Per il resto José Mari fu un acquisto sbagliato o più probabilmente illusorio, costoso e poco redditizio, come qualità-prezzo forse il peggiore nella storia del Milan nel mercato di gennaio.
Pronti via, nemmeno un minuto in campo e gol di testa contro la Roma con una girata di nuca. Cross di Boban felpato dalla sinistra e pareggio di José Mari, entrato da una manciata di secondi al posto nientemeno che di Andriy Shevchenko.
Vista con gli occhi di oggi, una sostituzione impensabile, assurda, da non crederci. E invece lo spagnolo si rivela subito decisivo, nel 2-2 con cui il Milan esce imbattuto da San Siro la sera del 9 gennaio 2000.
Fenomenale esordio per uno costato 35 miliardi di lire (18-19 milioni di euro), incassati con grande piacere da un Atletico Madrid in debito d'ossigeno e destinato a retrocedere, invece, in quella stagione 1999-2000. Un Atletico Madrid in cui aveva occupato un ruolo importante, quello di allenatore, Arrigo Sacchi, ex tecnico rossonero e scopritore di José Mari prima di essere esonerato. Non c'è dubbio che "Il Vate di Fusignano" un consiglio alla dirigenza rossonera l'avesse dato.
José Mari è stato il primo spagnolo a vestire la maglia del Milan. Curioso per un club che ha sempre fatto del gioco spumeggiante il suo stile di vita, specie con Berlusconi presidente. Del resto nel dubbio meglio i brasiliani, si sono sempre detti a Milanello.

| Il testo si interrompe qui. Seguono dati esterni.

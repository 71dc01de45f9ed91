#![deny(
    unsafe_code,
    missing_docs,
    dead_code,
    unused_results,
    non_snake_case,
    unreachable_pub
)]

//! File-backed storage for authored arena maps.
//!
//! Maps are stored as field-named JSON with every byte XOR-ed against a fixed
//! key, one `<name>.map` file per map. A store reads from a writable user
//! directory and, optionally, a read-only directory of maps shipped with the
//! game.

mod transfer;

use std::{
    fs::{self, File},
    io::Write,
    path::{Path, PathBuf},
};

use brawl_arena_core::{MapDescriptor, MapLibrary};
use log::{debug, info, warn};
use thiserror::Error;

pub use transfer::{decode_share_string, encode_share_string, ShareStringError, SHARE_HEADER};

/// File extension used for stored maps.
pub const MAP_EXTENSION: &str = "map";

const OBFUSCATION_KEY: u8 = 0x5A;

/// Errors raised while writing, listing or deleting maps.
#[derive(Debug, Error)]
pub enum MapStoreError {
    /// The name cannot be used as a file stem.
    #[error("map name `{0}` is not a valid file name")]
    InvalidName(String),
    /// The save policy requires a passing validation first.
    #[error("map `{0}` has not passed validation")]
    NotValidated(String),
    /// No stored map carries the name.
    #[error("map `{0}` does not exist")]
    NotFound(String),
    /// The file system rejected the operation.
    #[error("IO error: {0}")]
    Io(#[from] std::io::Error),
    /// The descriptor could not be encoded.
    #[error("serialization error: {0}")]
    Serialize(#[from] serde_json::Error),
}

/// Gate applied to maps saved from the editor.
#[derive(Clone, Copy, Debug, PartialEq, Eq, Default)]
pub enum SavePolicy {
    /// Only maps that passed validation since their last edit may be saved.
    #[default]
    RequireValidation,
    /// Any map may be saved.
    AllowUntested,
}

/// Directory-backed map storage.
#[derive(Clone, Debug)]
pub struct MapStore {
    user_dir: PathBuf,
    builtin_dir: Option<PathBuf>,
    policy: SavePolicy,
}

impl MapStore {
    /// Creates a store writing into the provided user directory.
    #[must_use]
    pub fn new(user_dir: impl Into<PathBuf>) -> Self {
        Self {
            user_dir: user_dir.into(),
            builtin_dir: None,
            policy: SavePolicy::default(),
        }
    }

    /// Adds a read-only directory of shipped maps consulted after the user directory.
    #[must_use]
    pub fn with_builtin_dir(mut self, builtin_dir: impl Into<PathBuf>) -> Self {
        self.builtin_dir = Some(builtin_dir.into());
        self
    }

    /// Replaces the policy applied by [`MapStore::save_authored`].
    #[must_use]
    pub fn with_policy(mut self, policy: SavePolicy) -> Self {
        self.policy = policy;
        self
    }

    /// Directory user maps are written to.
    #[must_use]
    pub fn user_dir(&self) -> &Path {
        &self.user_dir
    }

    /// Policy applied to editor saves.
    #[must_use]
    pub fn policy(&self) -> SavePolicy {
        self.policy
    }

    /// Writes the descriptor to `<user_dir>/<name>.map`, replacing any previous file.
    pub fn save(&self, name: &str, descriptor: &MapDescriptor) -> Result<PathBuf, MapStoreError> {
        check_name(name)?;
        let data = encode_map(descriptor)?;
        fs::create_dir_all(&self.user_dir)?;

        let path = map_path(&self.user_dir, name);
        let temp_path = path.with_extension("tmp");
        {
            let mut file = File::create(&temp_path)?;
            file.write_all(&data)?;
            file.sync_all()?;
        }
        fs::rename(&temp_path, &path)?;

        info!("saved map `{name}` with {} blocks", descriptor.blocks.len());
        debug!("wrote {} bytes to {}", data.len(), path.display());
        Ok(path)
    }

    /// Saves a map authored in the editor, honouring the store's [`SavePolicy`].
    pub fn save_authored(
        &self,
        name: &str,
        descriptor: &MapDescriptor,
        validated: bool,
    ) -> Result<PathBuf, MapStoreError> {
        if self.policy == SavePolicy::RequireValidation && !validated {
            return Err(MapStoreError::NotValidated(name.to_owned()));
        }
        self.save(name, descriptor)
    }

    /// Loads a map from the user directory, falling back to the shipped maps.
    ///
    /// Missing, empty and corrupt files yield `None` and are logged.
    #[must_use]
    pub fn load(&self, name: &str) -> Option<MapDescriptor> {
        if check_name(name).is_err() {
            warn!("refusing to load map with invalid name `{name}`");
            return None;
        }

        let Some(path) = self
            .directories()
            .map(|dir| map_path(dir, name))
            .find(|path| path.is_file())
        else {
            warn!("map `{name}` not found");
            return None;
        };

        let data = match fs::read(&path) {
            Ok(data) => data,
            Err(error) => {
                warn!("could not read map `{name}` from {}: {error}", path.display());
                return None;
            }
        };
        if data.is_empty() {
            warn!("map file {} is empty", path.display());
            return None;
        }

        match decode_map(&data) {
            Ok(descriptor) => {
                info!("loaded map `{name}` from {}", path.display());
                Some(descriptor)
            }
            Err(error) => {
                warn!("map file {} is corrupt: {error}", path.display());
                None
            }
        }
    }

    /// Sorted names of the maps in the user directory.
    pub fn list_maps(&self) -> Result<Vec<String>, MapStoreError> {
        list_dir(&self.user_dir)
    }

    /// Sorted names of the shipped maps.
    pub fn list_builtin_maps(&self) -> Result<Vec<String>, MapStoreError> {
        match &self.builtin_dir {
            Some(dir) => list_dir(dir),
            None => Ok(Vec::new()),
        }
    }

    /// Deletes a map from the user directory.
    pub fn delete(&self, name: &str) -> Result<(), MapStoreError> {
        check_name(name)?;
        let path = map_path(&self.user_dir, name);
        if !path.is_file() {
            return Err(MapStoreError::NotFound(name.to_owned()));
        }
        fs::remove_file(&path)?;
        info!("deleted map `{name}`");
        Ok(())
    }

    fn directories(&self) -> impl Iterator<Item = &Path> {
        std::iter::once(self.user_dir.as_path()).chain(self.builtin_dir.as_deref())
    }
}

impl MapLibrary for MapStore {
    fn map_names(&self) -> Vec<String> {
        let mut names = Vec::new();
        for listing in [self.list_maps(), self.list_builtin_maps()] {
            match listing {
                Ok(found) => names.extend(found),
                Err(error) => warn!("could not list maps: {error}"),
            }
        }
        names.sort();
        names.dedup();
        names
    }

    fn load_map(&self, name: &str) -> Option<MapDescriptor> {
        self.load(name)
    }
}

/// XORs every byte with the storage key; applying it twice restores the input.
pub fn obfuscate(bytes: &mut [u8]) {
    for byte in bytes {
        *byte ^= OBFUSCATION_KEY;
    }
}

/// Encodes a descriptor into its stored byte form.
pub fn encode_map(descriptor: &MapDescriptor) -> Result<Vec<u8>, serde_json::Error> {
    let mut data = serde_json::to_vec(descriptor)?;
    obfuscate(&mut data);
    Ok(data)
}

/// Decodes a descriptor from its stored byte form.
pub fn decode_map(data: &[u8]) -> Result<MapDescriptor, serde_json::Error> {
    let mut json = data.to_vec();
    obfuscate(&mut json);
    serde_json::from_slice(&json)
}

fn check_name(name: &str) -> Result<(), MapStoreError> {
    let valid = !name.trim().is_empty()
        && name != "."
        && name != ".."
        && name
            .chars()
            .all(|c| c.is_alphanumeric() || matches!(c, '-' | '_' | ' ' | '.'));
    if valid {
        Ok(())
    } else {
        Err(MapStoreError::InvalidName(name.to_owned()))
    }
}

fn map_path(dir: &Path, name: &str) -> PathBuf {
    dir.join(format!("{name}.{MAP_EXTENSION}"))
}

fn list_dir(dir: &Path) -> Result<Vec<String>, MapStoreError> {
    if !dir.is_dir() {
        return Ok(Vec::new());
    }

    let mut names = Vec::new();
    for entry in fs::read_dir(dir)? {
        let path = entry?.path();
        if !path.is_file() || path.extension().and_then(|ext| ext.to_str()) != Some(MAP_EXTENSION)
        {
            continue;
        }
        if let Some(stem) = path.file_stem().and_then(|stem| stem.to_str()) {
            names.push(stem.to_owned());
        }
    }
    names.sort();
    Ok(names)
}

#[cfg(test)]
mod tests {
    use super::*;
    use brawl_arena_core::{BlockRecord, BlockType, WorldPoint};

    #[test]
    fn obfuscation_is_an_involution() {
        let mut bytes = b"{\"blocks\":[]}".to_vec();
        obfuscate(&mut bytes);
        assert_ne!(bytes.first(), Some(&b'{'));
        obfuscate(&mut bytes);
        assert_eq!(bytes, b"{\"blocks\":[]}");
    }

    #[test]
    fn stored_bytes_decode_to_field_named_json() {
        let descriptor = MapDescriptor::new(vec![BlockRecord::new(
            BlockType::Platform,
            WorldPoint::new(0.0, -3.0),
        )]);
        let mut data = encode_map(&descriptor).expect("encode");
        obfuscate(&mut data);
        assert_eq!(
            String::from_utf8(data).expect("utf8"),
            r#"{"blocks":[{"type":"Platform","position":{"x":0.0,"y":-3.0}}]}"#
        );
    }

    #[test]
    fn names_must_be_plain_file_stems() {
        assert!(check_name("sky temple").is_ok());
        assert!(check_name("arena_02").is_ok());
        assert!(check_name("").is_err());
        assert!(check_name("..").is_err());
        assert!(check_name("../escape").is_err());
        assert!(check_name("nested/map").is_err());
    }
}
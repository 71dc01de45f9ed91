#![deny(
    unsafe_code,
    missing_docs,
    dead_code,
    unused_results,
    non_snake_case,
    unreachable_pub
)]

//! Command-line adapter for managing arena maps and running headless matches.

mod maps;
mod scaffold;
mod settings;
mod simulate;

use std::path::PathBuf;

use anyhow::Result;
use clap::{Parser, Subcommand};
use tracing_subscriber::EnvFilter;

use self::settings::Settings;

/// Brawl Arena map tooling.
#[derive(Debug, Parser)]
#[command(name = "brawl-arena", version, about, long_about = None)]
struct Cli {
    /// Optional settings file with [grid], [match], [storage] and [sprites] sections.
    #[arg(long, global = true)]
    config: Option<PathBuf>,

    #[command(subcommand)]
    command: Commands,
}

#[derive(Debug, Subcommand)]
enum Commands {
    /// List stored and shipped maps
    List,
    /// Print a text preview of a map
    Show(maps::ShowArgs),
    /// Check that a map is playable
    Validate(maps::NameArgs),
    /// Print a share string for a map
    Export(maps::NameArgs),
    /// Store a map received as a share string
    Import(maps::ImportArgs),
    /// Delete a stored map
    Delete(maps::NameArgs),
    /// Author the demo maps through the editor
    Scaffold(scaffold::ScaffoldArgs),
    /// Run a headless match with scripted players
    Simulate(simulate::SimulateArgs),
}

/// Entry point for the Brawl Arena command-line interface.
fn main() -> Result<()> {
    let filter = EnvFilter::try_from_default_env().unwrap_or_else(|_| EnvFilter::new("info"));
    tracing_subscriber::fmt()
        .with_env_filter(filter)
        .with_target(false)
        .init();

    let cli = Cli::parse();
    let settings = Settings::load(cli.config.as_deref())?;

    match cli.command {
        Commands::List => maps::list(&settings),
        Commands::Show(args) => maps::show(&settings, &args),
        Commands::Validate(args) => maps::validate(&settings, &args),
        Commands::Export(args) => maps::export(&settings, &args),
        Commands::Import(args) => maps::import(&settings, &args),
        Commands::Delete(args) => maps::delete(&settings, &args),
        Commands::Scaffold(args) => scaffold::run(&settings, &args),
        Commands::Simulate(args) => simulate::run(&settings, &args),
    }
}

Tuttavia lo spagnolo, esuberante attaccante esterno con velleità da centravanti, non ha mantenuto le promesse. A quel gol contro la Roma ne sarebbero seguiti ben pochi nei due anni e mezzo trascorsi a Milano: coi suoi capelli lunghi da ribaldo, lui andaluso di Siviglia, non riuscirà mai a integrarsi né con Zaccheroni né con Cesare Maldini né con Terim né con Ancelotti.
In alcune partite della successiva stagione andrà a comporre una improbabile coppia di attaccanti iberici assieme a un vero “bidone”, fatto e finito, come Javi Moreno, per la disperazione dei tifosi del Diavolo.
Verrà via via emarginato nonostante sulla carta fosse un attaccante molto duttile, buono per un tridente o un attacco a due, in coppia con Shevchenko. Però 14 gol in 75 presenze complessive, di cui 5 in Serie A, rimangono un bottino esile per uno arrivato in corsa. Se non avesse segnato subito, chissà.